Items from a data source:
════
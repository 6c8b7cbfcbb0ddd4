//! Circuit breaker with a sliding failure window.
//!
//! The breaker stops sending requests to a failing agent/model target and
//! gives it time to recover. Failures older than the window are excluded
//! when evaluating the threshold; after the cooldown elapses a single trial
//! request is admitted.

use dashmap::DashMap;
use parking_lot::Mutex;
use pipeline_core::{PipelineError, PipelineResult};
use std::collections::VecDeque;
use std::sync::Arc;
use std::time::{Duration, Instant};
use tracing::{debug, info, warn};

/// Circuit breaker states.
#[derive(Debug, Clone, Copy, PartialEq, Eq)]
pub enum CircuitState {
    /// Requests flow normally.
    Closed,
    /// Requests are rejected without contacting the target.
    Open,
    /// One trial request is admitted to probe recovery.
    HalfOpen,
}

/// Circuit breaker configuration.
#[derive(Debug, Clone)]
pub struct CircuitBreakerConfig {
    /// Failures within the window required to open the circuit.
    pub failure_threshold: u32,
    /// Sliding window; failures older than this are ignored.
    pub window: Duration,
    /// Time to wait after opening before admitting a trial request.
    pub cooldown: Duration,
}

impl Default for CircuitBreakerConfig {
    fn default() -> Self {
        Self {
            failure_threshold: 5,
            window: Duration::from_secs(60),
            cooldown: Duration::from_secs(30),
        }
    }
}

#[derive(Debug)]
struct BreakerInner {
    state: CircuitState,
    failures: VecDeque<Instant>,
    opened_at: Option<Instant>,
    trial_in_flight: bool,
}

/// Circuit breaker for a single agent/model target.
pub struct CircuitBreaker {
    target: String,
    config: CircuitBreakerConfig,
    inner: Mutex<BreakerInner>,
}

impl CircuitBreaker {
    /// Create a new breaker.
    #[must_use]
    pub fn new(target: impl Into<String>, config: CircuitBreakerConfig) -> Self {
        Self {
            target: target.into(),
            config,
            inner: Mutex::new(BreakerInner {
                state: CircuitState::Closed,
                failures: VecDeque::new(),
                opened_at: None,
                trial_in_flight: false,
            }),
        }
    }

    /// Create with default configuration.
    #[must_use]
    pub fn with_defaults(target: impl Into<String>) -> Self {
        Self::new(target, CircuitBreakerConfig::default())
    }

    /// The target this breaker guards.
    #[must_use]
    pub fn target(&self) -> &str {
        &self.target
    }

    /// The current state.
    #[must_use]
    pub fn state(&self) -> CircuitState {
        self.inner.lock().state
    }

    /// Whether a request may proceed right now.
    ///
    /// In the open state this transitions to half-open once the cooldown
    /// has elapsed; half-open admits exactly one trial at a time.
    #[must_use]
    pub fn allow_request(&self) -> bool {
        let mut inner = self.inner.lock();
        match inner.state {
            CircuitState::Closed => true,
            CircuitState::Open => {
                let elapsed = inner.opened_at.map(|at| at.elapsed());
                if elapsed.is_some_and(|e| e >= self.config.cooldown) {
                    inner.state = CircuitState::HalfOpen;
                    inner.trial_in_flight = true;
                    info!(target = %self.target, "circuit breaker half-open, admitting trial");
                    true
                } else {
                    false
                }
            }
            CircuitState::HalfOpen => {
                if inner.trial_in_flight {
                    false
                } else {
                    inner.trial_in_flight = true;
                    true
                }
            }
        }
    }

    /// Check whether a request may proceed.
    ///
    /// # Errors
    /// Returns `PipelineError::CircuitOpen` when the breaker denies the
    /// request.
    pub fn check(&self) -> PipelineResult<()> {
        if self.allow_request() {
            Ok(())
        } else {
            Err(PipelineError::circuit_open(&self.target))
        }
    }

    /// Record a successful request.
    pub fn record_success(&self) {
        let mut inner = self.inner.lock();
        match inner.state {
            CircuitState::Closed => {}
            CircuitState::HalfOpen => {
                inner.state = CircuitState::Closed;
                inner.failures.clear();
                inner.opened_at = None;
                inner.trial_in_flight = false;
                info!(target = %self.target, "circuit breaker closed after successful trial");
            }
            CircuitState::Open => {
                // A late success from a request admitted before opening.
            }
        }
    }

    /// Record a failed request.
    pub fn record_failure(&self) {
        let now = Instant::now();
        let mut inner = self.inner.lock();
        match inner.state {
            CircuitState::Closed => {
                inner.failures.push_back(now);
                Self::prune(&mut inner.failures, self.config.window, now);
                let failures = inner.failures.len() as u32;
                if failures >= self.config.failure_threshold {
                    debug!(
                        target = %self.target,
                        failures,
                        threshold = self.config.failure_threshold,
                        "circuit breaker failure threshold reached"
                    );
                    inner.state = CircuitState::Open;
                    inner.opened_at = Some(now);
                    inner.trial_in_flight = false;
                    warn!(target = %self.target, "circuit breaker opened");
                }
            }
            CircuitState::HalfOpen => {
                inner.state = CircuitState::Open;
                inner.opened_at = Some(now);
                inner.trial_in_flight = false;
                warn!(target = %self.target, "circuit breaker reopened after failed trial");
            }
            CircuitState::Open => {}
        }
    }

    /// Reset to the closed state.
    pub fn reset(&self) {
        let mut inner = self.inner.lock();
        inner.state = CircuitState::Closed;
        inner.failures.clear();
        inner.opened_at = None;
        inner.trial_in_flight = false;
        info!(target = %self.target, "circuit breaker reset");
    }

    /// Force the circuit open (manual intervention).
    pub fn force_open(&self) {
        let mut inner = self.inner.lock();
        inner.state = CircuitState::Open;
        inner.opened_at = Some(Instant::now());
        inner.trial_in_flight = false;
        warn!(target = %self.target, "circuit breaker forced open");
    }

    /// Snapshot of the current state.
    #[must_use]
    pub fn stats(&self) -> CircuitBreakerStats {
        let mut inner = self.inner.lock();
        let now = Instant::now();
        Self::prune(&mut inner.failures, self.config.window, now);
        CircuitBreakerStats {
            state: inner.state,
            failures_in_window: inner.failures.len() as u32,
            open_for: inner.opened_at.map(|at| at.elapsed()),
        }
    }

    fn prune(failures: &mut VecDeque<Instant>, window: Duration, now: Instant) {
        while let Some(front) = failures.front() {
            if now.duration_since(*front) > window {
                failures.pop_front();
            } else {
                break;
            }
        }
    }
}

/// Snapshot of a breaker's state.
#[derive(Debug, Clone)]
pub struct CircuitBreakerStats {
    /// Current state.
    pub state: CircuitState,
    /// Failures currently inside the sliding window.
    pub failures_in_window: u32,
    /// How long the breaker has been open, if it is.
    pub open_for: Option<Duration>,
}

/// Per-target breaker registry.
///
/// Breakers are created lazily with the configuration supplied at first
/// use and shared by every invocation hitting the same target.
#[derive(Default)]
pub struct CircuitBreakerRegistry {
    breakers: DashMap<String, Arc<CircuitBreaker>>,
}

impl CircuitBreakerRegistry {
    /// Create an empty registry.
    #[must_use]
    pub fn new() -> Self {
        Self {
            breakers: DashMap::new(),
        }
    }

    /// Get or create the breaker for a target.
    #[must_use]
    pub fn breaker(&self, target: &str, config: &CircuitBreakerConfig) -> Arc<CircuitBreaker> {
        let entry = self
            .breakers
            .entry(target.to_string())
            .or_insert_with(|| Arc::new(CircuitBreaker::new(target, config.clone())));
        Arc::clone(entry.value())
    }

    /// The breaker for a target, if one exists.
    #[must_use]
    pub fn get(&self, target: &str) -> Option<Arc<CircuitBreaker>> {
        self.breakers
            .get(target)
            .map(|entry| Arc::clone(entry.value()))
    }

    /// Reset every breaker.
    pub fn reset_all(&self) {
        for entry in &self.breakers {
            entry.value().reset();
        }
    }

    /// Number of registered breakers.
    #[must_use]
    pub fn len(&self) -> usize {
        self.breakers.len()
    }

    /// Whether the registry is empty.
    #[must_use]
    pub fn is_empty(&self) -> bool {
        self.breakers.is_empty()
    }
}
════
**What to work on:**
Would you please print every record exactly as written?

**Completed task:**
repository 6c8b7cbfcbb0ddd4
//! Circuit breaker with a sliding failure window.
//!
//! The breaker stops sending requests to a failing agent/model target and
//! gives it time to recover. Failures older than the window are excluded
//! when evaluating the threshold; after the cooldown elapses a single trial
//! request is admitted.

use dashmap::DashMap;
use parking_lot::Mutex;
use pipeline_core::{PipelineError, PipelineResult};
use std::collections::VecDeque;
use std::sync::Arc;
use std::time::{Duration, Instant};
use tracing::{debug, info, warn};

/// Circuit breaker states.
#[derive(Debug, Clone, Copy, PartialEq, Eq)]
pub enum CircuitState {
    /// Requests flow normally.
    Closed,
    /// Requests are rejected without contacting the target.
    Open,
    /// One trial request is admitted to probe recovery.
    HalfOpen,
}

/// Circuit breaker configuration.
#[derive(Debug, Clone)]
pub struct CircuitBreakerConfig {
    /// Failures within the window required to open the circuit.
    pub failure_threshold: u32,
    /// Sliding window; failures older than this are ignored.
    pub window: Duration,
    /// Time to wait after opening before admitting a trial request.
    pub cooldown: Duration,
}

impl Default for CircuitBreakerConfig {
    fn default() -> Self {
        Self {
            failure_threshold: 5,
            window: Duration::from_secs(60),
            cooldown: Duration::from_secs(30),
        }
    }
}

#[derive(Debug)]
struct BreakerInner {
    state: CircuitState,
    failures: VecDeque<Instant>,
    opened_at: Option<Instant>,
    trial_in_flight: bool,
}

/// Circuit breaker for a single agent/model target.
pub struct CircuitBreaker {
    target: String,
    config: CircuitBreakerConfig,
    inner: Mutex<BreakerInner>,
}

impl CircuitBreaker {
    /// Create a new breaker.
    #[must_use]
    pub fn new(target: impl Into<String>, config: CircuitBreakerConfig) -> Self {
        Self {
            target: target.into(),
            config,
            inner: Mutex::new(BreakerInner {
                state: CircuitState::Closed,
                failures: VecDeque::new(),
                opened_at: None,
                trial_in_flight: false,
            }),
        }
    }

    /// Create with default configuration.
    #[must_use]
    pub fn with_defaults(target: impl Into<String>) -> Self {
        Self::new(target, CircuitBreakerConfig::default())
    }

    /// The target this breaker guards.
    #[must_use]
    pub fn target(&self) -> &str {
        &self.target
    }

    /// The current state.
    #[must_use]
    pub fn state(&self) -> CircuitState {
        self.inner.lock().state
    }

    /// Whether a request may proceed right now.
    ///
    /// In the open state this transitions to half-open once the cooldown
    /// has elapsed; half-open admits exactly one trial at a time.
    #[must_use]
    pub fn allow_request(&self) -> bool {
        let mut inner = self.inner.lock();
        match inner.state {
            CircuitState::Closed => true,
            CircuitState::Open => {
                let elapsed = inner.opened_at.map(|at| at.elapsed());
                if elapsed.is_some_and(|e| e >= self.config.cooldown) {
                    inner.state = CircuitState::HalfOpen;
                    inner.trial_in_flight = true;
                    info!(target = %self.target, "circuit breaker half-open, admitting trial");
                    true
                } else {
                    false
                }
            }
            CircuitState::HalfOpen => {
                if inner.trial_in_flight {
                    false
                } else {
                    inner.trial_in_flight = true;
                    true
                }
            }
        }
    }

    /// Check whether a request may proceed.
    ///
    /// # Errors
    /// Returns `PipelineError::CircuitOpen` when the breaker denies the
    /// request.
    pub fn check(&self) -> PipelineResult<()> {
        if self.allow_request() {
            Ok(())
        } else {
            Err(PipelineError::circuit_open(&self.target))
        }
    }

    /// Record a successful request.
    pub fn record_success(&self) {
        let mut inner = self.inner.lock();
        match inner.state {
            CircuitState::Closed => {}
            CircuitState::HalfOpen => {
                inner.state = CircuitState::Closed;
                inner.failures.clear();
                inner.opened_at = None;
                inner.trial_in_flight = false;
                info!(target = %self.target, "circuit breaker closed after successful trial");
            }
            CircuitState::Open => {
                // A late success from a request admitted before opening.
            }
        }
    }

    /// Record a failed request.
    pub fn record_failure(&self) {
        let now = Instant::now();
        let mut inner = self.inner.lock();
        match inner.state {
            CircuitState::Closed => {
                inner.failures.push_back(now);
                Self::prune(&mut inner.failures, self.config.window, now);
                let failures = inner.failures.len() as u32;
                if failures >= self.config.failure_threshold {
                    debug!(
                        target = %self.target,
                        failures,
                        threshold = self.config.failure_threshold,
                        "circuit breaker failure threshold reached"
                    );
                    inner.state = CircuitState::Open;
                    inner.opened_at = Some(now);
                    inner.trial_in_flight = false;
                    warn!(target = %self.target, "circuit breaker opened");
                }
            }
            CircuitState::HalfOpen => {
                inner.state = CircuitState::Open;
                inner.opened_at = Some(now);
                inner.trial_in_flight = false;
                warn!(target = %self.target, "circuit breaker reopened after failed trial");
            }
            CircuitState::Open => {}
        }
    }

    /// Reset to the closed state.
    pub fn reset(&self) {
        let mut inner = self.inner.lock();
        inner.state = CircuitState::Closed;
        inner.failures.clear();
        inner.opened_at = None;
        inner.trial_in_flight = false;
        info!(target = %self.target, "circuit breaker reset");
    }

    /// Force the circuit open (manual intervention).
    pub fn force_open(&self) {
        let mut inner = self.inner.lock();
        inner.state = CircuitState::Open;
        inner.opened_at = Some(Instant::now());
        inner.trial_in_flight = false;
        warn!(target = %self.target, "circuit breaker forced open");
    }

    /// Snapshot of the current state.
    #[must_use]
    pub fn stats(&self) -> CircuitBreakerStats {
        let mut inner = self.inner.lock();
        let now = Instant::now();
        Self::prune(&mut inner.failures, self.config.window, now);
        CircuitBreakerStats {
            state: inner.state,
            failures_in_window: inner.failures.len() as u32,
            open_for: inner.opened_at.map(|at| at.elapsed()),
        }
    }

    fn prune(failures: &mut VecDeque<Instant>, window: Duration, now: Instant) {
        while let Some(front) = failures.front() {
            if now.duration_since(*front) > window {
                failures.pop_front();
            } else {
                break;
            }
        }
    }
}

/// Snapshot of a breaker's state.
#[derive(Debug, Clone)]
pub struct CircuitBreakerStats {
    /// Current state.
    pub state: CircuitState,
    /// Failures currently inside the sliding window.
    pub failures_in_window: u32,
    /// How long the breaker has been open, if it is.
    pub open_for: Option<Duration>,
}

/// Per-target breaker registry.
///
/// Breakers are created lazily with the configuration supplied at first
/// use and shared by every invocation hitting the same target.
#[derive(Default)]
pub struct CircuitBreakerRegistry {
    breakers: DashMap<String, Arc<CircuitBreaker>>,
}

impl CircuitBreakerRegistry {
    /// Create an empty registry.
    #[must_use]
    pub fn new() -> Self {
        Self {
            breakers: DashMap::new(),
        }
    }

    /// Get or create the breaker for a target.
    #[must_use]
    pub fn breaker(&self, target: &str, config: &CircuitBreakerConfig) -> Arc<CircuitBreaker> {
        let entry = self
            .breakers
            .entry(target.to_string())
            .or_insert_with(|| Arc::new(CircuitBreaker::new(target, config.clone())));
        Arc::clone(entry.value())
    }

    /// The breaker for a target, if one exists.
    #[must_use]
    pub fn get(&self, target: &str) -> Option<Arc<CircuitBreaker>> {
        self.breakers
            .get(target)
            .map(|entry| Arc::clone(entry.value()))
    }

    /// Reset every breaker.
    pub fn reset_all(&self) {
        for entry in &self.breakers {
            entry.value().reset();
        }
    }

    /// Number of registered breakers.
    #[must_use]
    pub fn len(&self) -> usize {
        self.breakers.len()
    }

    /// Whether the registry is empty.
    #[must_use]
    pub fn is_empty(&self) -> bool {
        self.breakers.is_empty()
    }
}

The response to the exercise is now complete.